Electrospun fiber membranes enable proliferation of genetically modified cells

Polycaprolactone (PCL) and its blended composites (chitosan, gelatin, and lecithin) are well-established biomaterials that can enrich cell growth and enable tissue engineering. However, their application in the recovery and proliferation of genetically modified cells has not been studied. In the study reported here, we fabricated PCL-biomaterial blended fiber membranes, characterized them using physicochemical techniques, and used them as templates for the growth of genetically modified HCT116-19 colon cancer cells.

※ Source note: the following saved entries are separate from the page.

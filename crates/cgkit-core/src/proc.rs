//! Parsers for the /proc files the cgroup engine depends on.
//!
//! # Files Parsed
//! - `/proc/cgroups` - per-subsystem state (hierarchy id, cgroup count, enabled)
//! - `/proc/[pid]/stat` - only the single-character process state field
//!
//! Both are snapshots: every query re-reads the file, nothing is cached.

use cgkit_common::{Error, Result};
use serde::{Deserialize, Serialize};
use std::collections::BTreeMap;
use std::fs;
use std::path::Path;

/// Location of the kernel's subsystem table.
pub const PROC_CGROUPS: &str = "/proc/cgroups";

/// Snapshot of a subsystem, modeled after a line in `/proc/cgroups`.
#[derive(Debug, Clone, PartialEq, Eq, Serialize, Deserialize)]
pub struct SubsystemInfo {
    /// Name of the subsystem (cpu, cpuset, memory, freezer, ...).
    pub name: String,
    /// ID of the hierarchy the subsystem is attached to; 0 means unattached.
    pub hierarchy: u32,
    /// Number of cgroups currently using the subsystem.
    pub cgroups: u32,
    /// Whether the subsystem is enabled.
    pub enabled: bool,
}

/// Returns whether the kernel exposes cgroup support at all.
pub fn cgroups_supported() -> bool {
    Path::new(PROC_CGROUPS).exists()
}

/// Returns the subsystem table from `/proc/cgroups`, keyed by name.
///
/// Duplicate names overwrite earlier entries, matching the kernel's own
/// last-writer-wins presentation.
pub fn subsystems() -> Result<BTreeMap<String, SubsystemInfo>> {
    let content = fs::read_to_string(PROC_CGROUPS)
        .map_err(|e| Error::io("read", PROC_CGROUPS, e))?;
    parse_subsystems(&content)
}

pub(crate) fn parse_subsystems(content: &str) -> Result<BTreeMap<String, SubsystemInfo>> {
    let mut infos = BTreeMap::new();

    for line in content.lines() {
        let line = line.trim();
        // The header line starts with '#subsys_name'.
        if line.is_empty() || line.starts_with('#') {
            continue;
        }

        let mut fields = line.split_whitespace();
        let (name, hierarchy, cgroups, enabled) = match (
            fields.next(),
            fields.next(),
            fields.next(),
            fields.next(),
        ) {
            (Some(n), Some(h), Some(c), Some(e)) => (n, h, c, e),
            _ => {
                return Err(Error::Parse {
                    file: PROC_CGROUPS.into(),
                    detail: format!("expected 4 fields, got line '{line}'"),
                })
            }
        };

        let parse_u32 = |field: &str, what: &str| -> Result<u32> {
            field.parse().map_err(|_| Error::Parse {
                file: PROC_CGROUPS.into(),
                detail: format!("invalid {what} '{field}' for subsystem '{name}'"),
            })
        };

        infos.insert(
            name.to_string(),
            SubsystemInfo {
                name: name.to_string(),
                hierarchy: parse_u32(hierarchy, "hierarchy id")?,
                cgroups: parse_u32(cgroups, "cgroup count")?,
                enabled: parse_u32(enabled, "enabled flag")? != 0,
            },
        );
    }

    Ok(infos)
}

/// Returns the single-character state of a process from `/proc/[pid]/stat`.
///
/// The comm field may contain spaces and parentheses, so the state is located
/// as the first field after the *last* closing parenthesis.
pub fn process_state(pid: u32) -> Result<char> {
    let path = format!("/proc/{pid}/stat");
    let content = fs::read_to_string(&path).map_err(|e| Error::io("read", &path, e))?;
    parse_process_state(&content).ok_or_else(|| Error::Parse {
        file: path,
        detail: "no state field after comm".into(),
    })
}

fn parse_process_state(stat: &str) -> Option<char> {
    let comm_end = stat.rfind(')')?;
    stat.get(comm_end + 2..)?.chars().next()
}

Our data show that the blended polymers are highly miscible and form homogenous electrospun fiber membranes of uniform texture. The aligned PCL nanofibers support robust cell growth, yielding a 2.5-fold higher proliferation rate than cells plated on standard plastic plate surfaces. PCL-lecithin fiber membranes yielded a 2.7-fold higher rate of proliferation, while PCL-chitosan supported a more modest growth rate (1.5-fold higher). Surprisingly, PCL-gelatin did not enhance cell proliferation when compared to the rate of cell growth on plastic surfaces.